Monday, November 28, 2011

The Global Economic Crisis and the Challenge of Reforming Banking and Finance Practice

As world economic leaders convene at the 40th World Economic Forum in Davos, Switzerland (DAVOS 2010), polls have shown that fears are mounting among business leaders being increasingly fearful of over-regulation by Governments. How to get out of the global economic crisis is key on the agenda but the concern for business owners particularly owners of financial institutions is how the outcome of their deliberations can affect the competitiveness of their actual and potential investments.
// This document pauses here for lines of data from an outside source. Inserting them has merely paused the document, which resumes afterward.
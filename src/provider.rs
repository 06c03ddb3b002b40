use crate::{CompletionRequest, Error, Response};

/// The transport seam: something that can turn a [`CompletionRequest`] into a [`Response`].
///
/// `request.stream` selects the wire shape; either way the result is a
/// [`Response`] that can be buffered with `text()` or consumed incrementally.
#[async_trait::async_trait]
pub trait CompletionProvider: Send + Sync + 'static {
    /// Send one request. Implementations perform no retries.
    async fn generate(&self, request: &CompletionRequest) -> Result<Response, Error>;
}
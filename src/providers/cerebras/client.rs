use super::types::{
    error_message, ChatCompletionChunk, ChatCompletionRequest, ChatCompletionResponse,
};
use crate::config::{ClientConfig, DEFAULT_BASE_URL};
use crate::error::BoxError;
use crate::provider::CompletionProvider;
use crate::sse_stream::SseStreamExt;
use crate::{CompletionRequest, Error, Response, StreamEvent};
use futures_util::{future, stream, Stream, StreamExt};
use reqwest::Client;
use std::time::Duration;

const CONNECT_TIMEOUT: Duration = Duration::from_secs(10);

/// Longest silence tolerated between reads. A streamed generation may run longer in total.
const READ_TIMEOUT: Duration = Duration::from_secs(120);

/// Cerebras Cloud provider, speaking the OpenAI-compatible chat completions API.
pub struct CerebrasProvider {
    client: Client,
    api_key: String,
    base_url: String,
}

impl CerebrasProvider {
    /// Create a new provider against the public endpoint.
    pub fn new(api_key: String) -> Result<Self, Error> {
        Self::new_with_base_url(api_key, DEFAULT_BASE_URL.to_string())
    }

    /// Create a new provider with a custom base URL.
    pub fn new_with_base_url(api_key: String, base_url: String) -> Result<Self, Error> {
        Self::with_read_timeout(api_key, base_url, READ_TIMEOUT)
    }

    pub(crate) fn with_read_timeout(
        api_key: String,
        base_url: String,
        read_timeout: Duration,
    ) -> Result<Self, Error> {
        let client = Client::builder()
            .connect_timeout(CONNECT_TIMEOUT)
            .read_timeout(read_timeout)
            .build()?;

        Ok(Self {
            client,
            api_key,
            base_url: base_url.trim_end_matches('/').to_string(),
        })
    }

    /// Create a provider from resolved client configuration.
    pub fn from_config(config: &ClientConfig) -> Result<Self, Error> {
        Self::new_with_base_url(config.api_key.clone(), config.base_url.clone())
    }

    fn endpoint(&self) -> String {
        format!("{}/chat/completions", self.base_url)
    }
}

/// Turn a streamed response body into completion events.
///
/// Ends at the `[DONE]` sentinel or when the body ends. Frames that are not
/// valid chunk JSON are skipped. A transport error or an in-band `error`
/// frame is yielded once and ends the stream.
pub(crate) fn chunk_events<S, B, E>(
    body: S,
) -> impl Stream<Item = Result<StreamEvent, Error>> + Send
where
    S: Stream<Item = Result<B, E>> + Unpin + Send,
    B: AsRef<[u8]> + Send,
    E: Into<BoxError> + Send,
{
    body.sse_events()
        .take_while(|event| future::ready(!matches!(event, Ok(event) if event.is_done())))
        .filter_map(|event| async move {
            match event {
                Ok(event) => match serde_json::from_str::<ChatCompletionChunk>(&event.data) {
                    Ok(chunk) => Some(chunk.into_events()),
                    Err(e) => {
                        tracing::debug!(error = %e, data = %event.data, "skipping unparseable stream frame");
                        None
                    }
                },
                Err(e) => Some(Err(e)),
            }
        })
        .flat_map(|events| {
            let events = match events {
                Ok(events) => events.into_iter().map(Ok).collect::<Vec<_>>(),
                Err(e) => vec![Err(e)],
            };
            stream::iter(events)
        })
        .scan(false, |failed, event| {
            if *failed {
                return future::ready(None);
            }
            *failed = event.is_err();
            future::ready(Some(event))
        })
}

#[async_trait::async_trait]
impl CompletionProvider for CerebrasProvider {
    async fn generate(&self, request: &CompletionRequest) -> Result<Response, Error> {
        let url = self.endpoint();
        let body = ChatCompletionRequest::from(request);

        tracing::debug!(
            url = %url,
            model = %body.model,
            message_count = body.messages.len(),
            max_tokens = body.max_tokens,
            temperature = body.temperature,
            stream = body.stream,
            "sending completion request"
        );

        let response = self
            .client
            .post(&url)
            .header("Authorization", format!("Bearer {}", self.api_key))
            .header("Content-Type", "application/json")
            .json(&body)
            .send()
            .await?;

        let status = response.status();
        if !status.is_success() {
            let error_text = response.text().await.unwrap_or_default();
            tracing::debug!(status = status.as_u16(), "completion request rejected");
            return Err(Error::api(status.as_u16(), error_text));
        }

        if request.stream {
            return Ok(Response::from_stream(chunk_events(response.bytes_stream())));
        }

        let text = response.text().await?;
        let parsed: ChatCompletionResponse = serde_json::from_str(&text)?;
        if let Some(error) = &parsed.error {
            tracing::debug!(error = %error_message(error), "completion response carried an error");
            return Err(Error::api(status.as_u16(), text));
        }
        if parsed.choices.is_empty() {
            tracing::warn!(id = ?parsed.id, "completion response contained no choices");
        }

        Ok(Response::from_complete(parsed.into_complete()))
    }
}

#[cfg(test)]
mod tests {
    use super::*;
    use bytes::Bytes;

    fn frames(parts: &[&'static str]) -> Vec<Result<Bytes, std::io::Error>> {
        parts.iter().map(|p| Ok(Bytes::from_static(p.as_bytes()))).collect()
    }

    #[test]
    fn test_default_endpoint() {
        let provider = CerebrasProvider::new("test-key".to_string()).unwrap();
        assert_eq!(provider.endpoint(), format!("{DEFAULT_BASE_URL}/chat/completions"));
    }

    #[test]
    fn test_provider_creation() {
        let provider =
            CerebrasProvider::new_with_base_url("test-key".to_string(), "http://localhost:1/v1/".to_string())
                .unwrap();
        assert_eq!(provider.endpoint(), "http://localhost:1/v1/chat/completions");
    }

    #[tokio::test]
    async fn test_chunk_events_stop_at_done() {
        let body = stream::iter(frames(&[
            "data: {\"choices\":[{\"delta\":{\"content\":\"Hi\"}}]}\n\n",
            "data: not json\n\n",
            "data: {\"choices\":[{\"delta\":{\"content\":\" there\"},\"finish_reason\":\"stop\"}]}\n\n",
            "data: [DONE]\n\n",
            "data: {\"choices\":[{\"delta\":{\"content\":\"ignored\"}}]}\n\n",
        ]));

        let text = Response::from_stream(chunk_events(body)).text().await.unwrap();
        assert_eq!(text, "Hi there");
    }

    #[tokio::test]
    async fn test_chunk_events_mid_stream_failure() {
        let mut parts = frames(&["data: {\"choices\":[{\"delta\":{\"content\":\"partial\"}}]}\n\n"]);
        parts.push(Err(std::io::Error::new(
            std::io::ErrorKind::ConnectionAborted,
            "connection dropped",
        )));

        let mut chunks = Response::from_stream(chunk_events(stream::iter(parts))).text_stream();
        assert_eq!(chunks.next().await.unwrap().unwrap(), "partial");
        assert!(matches!(chunks.next().await, Some(Err(Error::Network(_)))));
        assert!(chunks.next().await.is_none());
    }

    #[tokio::test]
    async fn test_chunk_events_error_frame_fails_stream() {
        let body = stream::iter(frames(&[
            "data: {\"choices\":[{\"delta\":{\"content\":\"partial\"}}]}\n\n",
            "data: {\"error\":{\"message\":\"Internal server error\",\"type\":\"server_error\"}}\n\n",
            "data: {\"choices\":[{\"delta\":{\"content\":\" after\"}}]}\n\n",
            "data: [DONE]\n\n",
        ]));

        let mut chunks = Response::from_stream(chunk_events(body)).text_stream();
        assert_eq!(chunks.next().await.unwrap().unwrap(), "partial");
        match chunks.next().await {
            Some(Err(Error::Streaming(message))) => {
                assert!(message.contains("Internal server error"))
            }
            other => panic!("expected streaming error, got {other:?}"),
        }
        assert!(chunks.next().await.is_none());
    }

    #[tokio::test]
    async fn test_chunk_events_error_frame_fails_buffering() {
        let body = stream::iter(frames(&[
            "data: {\"choices\":[{\"delta\":{\"content\":\"partial\"}}]}\n\n",
            "data: {\"error\":{\"message\":\"Internal server error\"}}\n\n",
        ]));

        let result = Response::from_stream(chunk_events(body)).text().await;
        assert!(matches!(result, Err(Error::Streaming(_))), "got {result:?}");
    }

    #[tokio::test]
    async fn test_error_body_with_success_status() {
        use wiremock::matchers::method;
        use wiremock::{Mock, MockServer, ResponseTemplate};

        let server = MockServer::start().await;
        let body = r#"{"error":{"message":"model overloaded","type":"server_error"}}"#;
        Mock::given(method("POST"))
            .respond_with(ResponseTemplate::new(200).set_body_string(body))
            .mount(&server)
            .await;

        let provider =
            CerebrasProvider::new_with_base_url("test-key".to_string(), server.uri()).unwrap();
        let request = CompletionRequest::new(
            "glm-4.7",
            vec![crate::ChatMessage::user("hi")],
            crate::GenerationOptions::default(),
            false,
        )
        .unwrap();

        match provider.generate(&request).await {
            Err(Error::Api { body: error_body, .. }) => assert_eq!(error_body, body),
            Err(other) => panic!("expected Api error, got {other:?}"),
            Ok(_) => panic!("expected Api error, got a response"),
        }
    }

    #[tokio::test]
    async fn test_slow_stream_outlives_read_timeout() {
        use tokio::io::{AsyncReadExt, AsyncWriteExt};

        let listener = tokio::net::TcpListener::bind("127.0.0.1:0").await.unwrap();
        let addr = listener.local_addr().unwrap();

        // Each gap stays under the read timeout; the whole body does not.
        tokio::spawn(async move {
            let (mut socket, _) = listener.accept().await.unwrap();
            let mut request = Vec::new();
            let mut buf = [0u8; 1024];
            while !request.ends_with(b"\"stream\":true}") {
                let n = socket.read(&mut buf).await.unwrap();
                if n == 0 {
                    return;
                }
                request.extend_from_slice(&buf[..n]);
            }

            socket
                .write_all(b"HTTP/1.1 200 OK\r\ncontent-type: text/event-stream\r\nconnection: close\r\n\r\n")
                .await
                .unwrap();
            for word in ["slow", " but", " steady"] {
                tokio::time::sleep(Duration::from_millis(150)).await;
                let frame =
                    format!("data: {{\"choices\":[{{\"delta\":{{\"content\":\"{word}\"}}}}]}}\n\n");
                socket.write_all(frame.as_bytes()).await.unwrap();
            }
            socket.write_all(b"data: [DONE]\n\n").await.unwrap();
        });

        let provider = CerebrasProvider::with_read_timeout(
            "test-key".to_string(),
            format!("http://{addr}/v1"),
            Duration::from_millis(300),
        )
        .unwrap();
        let request = CompletionRequest::new(
            "glm-4.7",
            vec![crate::ChatMessage::user("hi")],
            crate::GenerationOptions::default(),
            true,
        )
        .unwrap();

        let text = provider.generate(&request).await.unwrap().text().await.unwrap();
        assert_eq!(text, "slow but steady");
    }
}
The general trend of responses by Governments to the global financial crisis is a tightening of regulatory freedoms for industry operators. In Nigeria for instance, more regulation has resulted in the Central Bank of Nigeria placing a straight 10-year ceiling on the maximum number of years an individual can serve as a Chief Executive Officer of financial institutions. This is in addition to stricter financial reporting obligations, the introduction of the common year-end policy coupled with the adoption of International Financial Reporting Standards (IFRS), amongst others.
It is expected that the call for thorough banking reforms will be a key agenda at the DAVOS 2010 Forum. As world economic leaders and their Governments debate the thoroughness of the proposed banking reforms, attention should be paid to their implementation in a way and manner that does not lead to Government over-regulation.
Business owners in all sectors of an economy, particularly owners of financial institutions have a genuine fear of industry over-regulation. This is because over-regulation can drastically alter the balance of competition that is so central to service delivery and consequently corporate and industry recovery. The modus operandi of the financial regulator is critical to the restoration of industry confidence both from the client and industry investor points of view. With the introduction of sound policies and practices, the industry will in no time be back on the path of growth and stability.
What may be termed over-regulation of the financial industry is at best relative. This will depend on the peculiar circumstances of the financial industry in each nation. The level of operational sophistication of the regulator and the operator are key determinants. As fears of over-regulation have become a global issue, it is important to note that what may be termed over-regulation in one country may be regarded as under-regulation in another. The industry structure, established systems, level of sophistication, historical antecedents and industry peculiarities are key factors to consider whether a policy initiative by the financial regulator is deemed to be over-regulating.
The unprecedented failure of financial institutions in developed economies has given credence to the argument that financial self-regulation is itself not entirely effective in dealing with the sort of economic crisis the world faces today. There is absolutely no doubt that some form of stiffer Government regulation is required. However, Government regulation should strive to strike a balance between maintaining depositor confidence as well as maintaining investor confidence in the industry. This is because over-regulation poses a serious risk to investor confidence.
The present global economic crisis has highlighted some of the weaknesses inherent in the purely pro-capitalist system of economic management. The free market economic system while being effective in the allocation of some scarce resources cannot effectively cater for some basic human elements such as fear of the unknown, greed and ambition. Some of these elements are prime motivators for individuals who are saddled with the responsibility of taking economic decisions on behalf of their financial institutions and Governments.
The bottom-line is that Banking and Finance reforms regulation need to be comprehensively focused and specialized so that the financial regulator can closely and constantly monitor the performances of financial operators. With such an approach, individual institutions or groups whose performances deviate from the norm can be quickly and accurately corrected. To this end, proactive strategies of regulation can be developed to preempt likely undesirable tendencies while reactive strategies can be implemented to deal with actual deviations from the norm. In line with the above, firm Government regulation is likely to be the popular clarion call for a long time to come.